Hyperkalemia frequently is discovered as an incidental laboratory finding.

Cardiac and neurologic symptoms predominate.

Patients may be asymptomatic or report the following:

  • Generalized fatigue

  • Weakness

  • Paresthesias

  • Paralysis

  • Palpitations

Hyperkalemia is suggested in any patient with a predisposition toward elevated potassium level. Potential potassium level elevation is observed in the following:

  • Acute or chronic renal failure, especially in patients who are on dialysis

  • Trauma, including crush injuries (rhabdomyolysis), or burns

  • Ingestion of foods high in potassium (eg, bananas, oranges, high-protein diets, tomatoes, salt substitutes). This alone is not likely to cause clinically significant hyperkalemia in most people; it is often a contributing factor to an acute potassium elevation.

  • Medications - Potassium supplements, potassium-sparing diuretics, nonsteroidal anti-inflammatory drugs (NSAIDs), beta-blockers, digoxin, succinylcholine, and digitalis glycoside

  • Medication combinations (ie, spironolactone, ACE inhibitors) [15]
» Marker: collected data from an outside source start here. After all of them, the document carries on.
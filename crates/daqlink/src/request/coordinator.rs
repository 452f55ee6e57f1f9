// SPDX-License-Identifier: Apache-2.0 OR MIT
// Copyright (c) 2025-2026 naskel.com

//! Request/reply over a one-way transport.
//!
//! Each call creates an exclusive reply destination, attaches it to the
//! request, sends the request with a TTL equal to the timeout and waits on
//! the reply destination. The destination is closed on every exit path, so
//! a reply arriving after the timeout has nowhere to go.
//!
//! One request is in flight per coordinator; concurrent callers queue up
//! behind it.

use crate::codec::{self, ReplyEnvelope, RequestEnvelope};
use crate::transport::{Destination, Transport, TransportError};
use parking_lot::Mutex;
use std::sync::Arc;
use std::time::{Duration, Instant};

/// Result of a request that did not fail at the transport level.
#[derive(Debug, Clone, PartialEq)]
pub enum RequestOutcome<T> {
    Reply(T),
    /// No usable reply within the timeout. Malformed replies end up here too.
    Timeout,
}

impl<T> RequestOutcome<T> {
    pub fn is_timeout(&self) -> bool {
        matches!(self, RequestOutcome::Timeout)
    }

    pub fn reply(self) -> Option<T> {
        match self {
            RequestOutcome::Reply(reply) => Some(reply),
            RequestOutcome::Timeout => None,
        }
    }

    pub fn map<U>(self, f: impl FnOnce(T) -> U) -> RequestOutcome<U> {
        match self {
            RequestOutcome::Reply(reply) => RequestOutcome::Reply(f(reply)),
            RequestOutcome::Timeout => RequestOutcome::Timeout,
        }
    }
}

/// Coordinator state.
#[derive(Debug, Clone, Copy, PartialEq, Eq)]
pub enum RequestState {
    Idle,
    AwaitingReply,
    Replied,
    TimedOut,
}

/// Closes the reply destination when dropped.
struct ReplyDestination<'a> {
    transport: &'a dyn Transport,
    destination: Destination,
}

impl Drop for ReplyDestination<'_> {
    fn drop(&mut self) {
        if let Err(e) = self.transport.close(&self.destination) {
            tracing::warn!("failed to close reply destination {}: {}", self.destination, e);
        }
    }
}

/// Single-flight request/reply correlation.
pub struct RequestReplyCoordinator {
    transport: Arc<dyn Transport>,
    request_destination: Destination,
    in_flight: Mutex<()>,
    state: Mutex<RequestState>,
}

impl RequestReplyCoordinator {
    pub fn new(transport: Arc<dyn Transport>, request_destination: Destination) -> Self {
        Self {
            transport,
            request_destination,
            in_flight: Mutex::new(()),
            state: Mutex::new(RequestState::Idle),
        }
    }

    pub fn state(&self) -> RequestState {
        *self.state.lock()
    }

    pub fn request_destination(&self) -> &Destination {
        &self.request_destination
    }

    fn transition(&self, next: RequestState) {
        let mut state = self.state.lock();
        tracing::trace!("request state {:?} -> {:?}", *state, next);
        *state = next;
    }

    /// Send `request` and wait up to `timeout` for its reply.
    ///
    /// Transport failures are returned as errors. No reply, a malformed
    /// reply, or a reply to a different request type is
    /// [`RequestOutcome::Timeout`].
    pub fn send_request(
        &self,
        mut request: RequestEnvelope,
        timeout: Duration,
    ) -> Result<RequestOutcome<ReplyEnvelope>, TransportError> {
        let _single_flight = self.in_flight.lock();

        let reply_to = ReplyDestination {
            transport: self.transport.as_ref(),
            destination: self.transport.create_reply_destination()?,
        };
        request.reply_to = Some(reply_to.destination.clone());
        let payload = codec::encode(&request)?;

        tracing::debug!(
            "sending {:?} request for {} (timeout {} ms)",
            request.request_type,
            request.process_name,
            timeout.as_millis()
        );
        self.transition(RequestState::AwaitingReply);
        let started = Instant::now();

        let result = self
            .transport
            .send(&self.request_destination, &payload, Some(timeout))
            .and_then(|()| self.transport.receive(&reply_to.destination, timeout));

        let raw = match result {
            Ok(raw) => raw,
            Err(e) => {
                self.transition(RequestState::Idle);
                return Err(e);
            }
        };

        let outcome = match raw {
            None => {
                tracing::warn!(
                    "no reply to {:?} request within {} ms",
                    request.request_type,
                    timeout.as_millis()
                );
                RequestOutcome::Timeout
            }
            Some(raw) => match codec::decode::<ReplyEnvelope>(&raw) {
                Ok(reply) if reply.request_type == request.request_type => {
                    tracing::debug!(
                        "{:?} reply received after {} ms",
                        reply.request_type,
                        started.elapsed().as_millis()
                    );
                    RequestOutcome::Reply(reply)
                }
                Ok(reply) => {
                    tracing::warn!(
                        "expected {:?} reply, got {:?}; ignoring it",
                        request.request_type,
                        reply.request_type
                    );
                    RequestOutcome::Timeout
                }
                Err(e) => {
                    tracing::warn!("malformed reply to {:?} request: {}", request.request_type, e);
                    RequestOutcome::Timeout
                }
            },
        };

        self.transition(if outcome.is_timeout() {
            RequestState::TimedOut
        } else {
            RequestState::Replied
        });
        drop(reply_to);
        self.transition(RequestState::Idle);
        Ok(outcome)
    }
}

#[cfg(test)]
mod tests {
    use super::*;
    use crate::codec::RequestType;
    use crate::identity::ProcessIdentity;
    use crate::transport::MemoryBroker;
    use std::thread;

    fn broker() -> Arc<MemoryBroker> {
        let broker = Arc::new(MemoryBroker::new());
        broker.connect().unwrap();
        broker
    }

    fn connect_request() -> RequestEnvelope {
        RequestEnvelope::new(RequestType::Connect, &ProcessIdentity::unconnected("P_TEST"))
    }

    /// Answer the next request on `requests` after `delay`, with `payload`.
    fn respond_once(
        broker: Arc<MemoryBroker>,
        delay: Duration,
        reply: impl FnOnce(RequestEnvelope) -> Vec<u8> + Send + 'static,
    ) -> thread::JoinHandle<Result<(), TransportError>> {
        thread::spawn(move || {
            let raw = broker
                .receive(&"requests".into(), Duration::from_secs(5))?
                .ok_or(TransportError::Shutdown)?;
            let request: RequestEnvelope = codec::decode(&raw)?;
            thread::sleep(delay);
            let reply_to = request.reply_to.clone().ok_or(TransportError::Shutdown)?;
            broker.send(&reply_to, &reply(request), None)
        })
    }

    #[test]
    fn test_reply_within_timeout() {
        let broker = broker();
        let coordinator = RequestReplyCoordinator::new(broker.clone(), "requests".into());
        let responder = respond_once(broker.clone(), Duration::ZERO, |request| {
            let mut reply = request.reply(serde_json::Value::Null);
            reply.process_id = Some(9);
            reply.identification_token = Some(1234);
            codec::encode(&reply).unwrap()
        });

        let outcome = coordinator
            .send_request(connect_request(), Duration::from_secs(2))
            .unwrap();
        let reply = outcome.reply().unwrap();
        assert_eq!(reply.identification_token, Some(1234));
        assert!(responder.join().unwrap().is_ok());
        assert_eq!(broker.open_reply_destinations(), 0);
        assert_eq!(coordinator.state(), RequestState::Idle);
    }

    #[test]
    fn test_no_responder_times_out() {
        let broker = broker();
        let coordinator = RequestReplyCoordinator::new(broker.clone(), "requests".into());
        let start = Instant::now();
        let outcome = coordinator
            .send_request(connect_request(), Duration::from_millis(150))
            .unwrap();

        assert!(outcome.is_timeout());
        assert!(start.elapsed() >= Duration::from_millis(150));
        assert!(start.elapsed() < Duration::from_secs(2));
        assert_eq!(broker.open_reply_destinations(), 0);
    }

    #[test]
    fn test_late_reply_is_discarded() {
        let broker = broker();
        let coordinator = RequestReplyCoordinator::new(broker.clone(), "requests".into());
        let responder = respond_once(broker.clone(), Duration::from_millis(300), |request| {
            codec::encode(&request.reply(serde_json::Value::Null)).unwrap()
        });

        let outcome = coordinator
            .send_request(connect_request(), Duration::from_millis(100))
            .unwrap();
        assert!(outcome.is_timeout());

        let late = responder.join().unwrap();
        assert!(matches!(late, Err(TransportError::DestinationClosed(_))));
    }

    #[test]
    fn test_malformed_reply_is_timeout() {
        let broker = broker();
        let coordinator = RequestReplyCoordinator::new(broker.clone(), "requests".into());
        let responder = respond_once(broker.clone(), Duration::ZERO, |_| b"<garbage".to_vec());

        let outcome = coordinator
            .send_request(connect_request(), Duration::from_secs(2))
            .unwrap();
        assert!(outcome.is_timeout());
        assert!(responder.join().unwrap().is_ok());
        assert_eq!(broker.open_reply_destinations(), 0);
    }

    #[test]
    fn test_send_failure_propagates() {
        let broker = Arc::new(MemoryBroker::new());
        let coordinator = RequestReplyCoordinator::new(broker, "requests".into());
        let err = coordinator
            .send_request(connect_request(), Duration::from_millis(50))
            .unwrap_err();
        assert!(matches!(err, TransportError::NotConnected));
        assert_eq!(coordinator.state(), RequestState::Idle);
    }

    #[test]
    fn test_request_carries_ttl() {
        let broker = broker();
        let coordinator = RequestReplyCoordinator::new(broker.clone(), "requests".into());
        coordinator
            .send_request(connect_request(), Duration::from_millis(20))
            .unwrap();

        // The unanswered request has outlived its TTL on the broker.
        thread::sleep(Duration::from_millis(30));
        let leftover = broker
            .receive(&"requests".into(), Duration::ZERO)
            .unwrap();
        assert!(leftover.is_none());
    }

    #[test]
    fn test_concurrent_callers_are_serialized() {
        let broker = broker();
        let coordinator = Arc::new(RequestReplyCoordinator::new(
            broker.clone(),
            "requests".into(),
        ));

        // Answers every request; records the largest number of reply
        // destinations open at once.
        let server = {
            let broker = broker.clone();
            thread::spawn(move || {
                let mut max_open = 0;
                for _ in 0..3 {
                    let raw = broker
                        .receive(&"requests".into(), Duration::from_secs(5))
                        .unwrap()
                        .unwrap();
                    max_open = max_open.max(broker.open_reply_destinations());
                    let request: RequestEnvelope = codec::decode(&raw).unwrap();
                    let reply = codec::encode(&request.reply(serde_json::Value::Null)).unwrap();
                    broker.send(&request.reply_to.unwrap(), &reply, None).unwrap();
                }
                max_open
            })
        };

        let callers: Vec<_> = (0..3)
            .map(|_| {
                let coordinator = Arc::clone(&coordinator);
                thread::spawn(move || {
                    coordinator
                        .send_request(connect_request(), Duration::from_secs(5))
                        .unwrap()
                })
            })
            .collect();
        for caller in callers {
            assert!(!caller.join().unwrap().is_timeout());
        }
        assert_eq!(server.join().unwrap(), 1);
    }
}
  • Redistribution - Metabolic acidosis (diabetic ketoacidosis [DKA]), catabolic states



Evaluation of vital signs is essential to determine hemodynamic stability and presence of cardiac arrhythmias related to the hyperkalemia. [1]

Cardiac examination may reveal extrasystoles, pauses, or bradycardia.

Neurologic examination may reveal diminished deep tendon reflexes or decreased motor strength.

In rare cases, muscular paralysis and hypoventilation may be observed.

Search for the stigmata of renal failure, such as edema, skin changes, and dialysis sites.

Look for signs of trauma that could put the patient at risk for rhabdomyolysis.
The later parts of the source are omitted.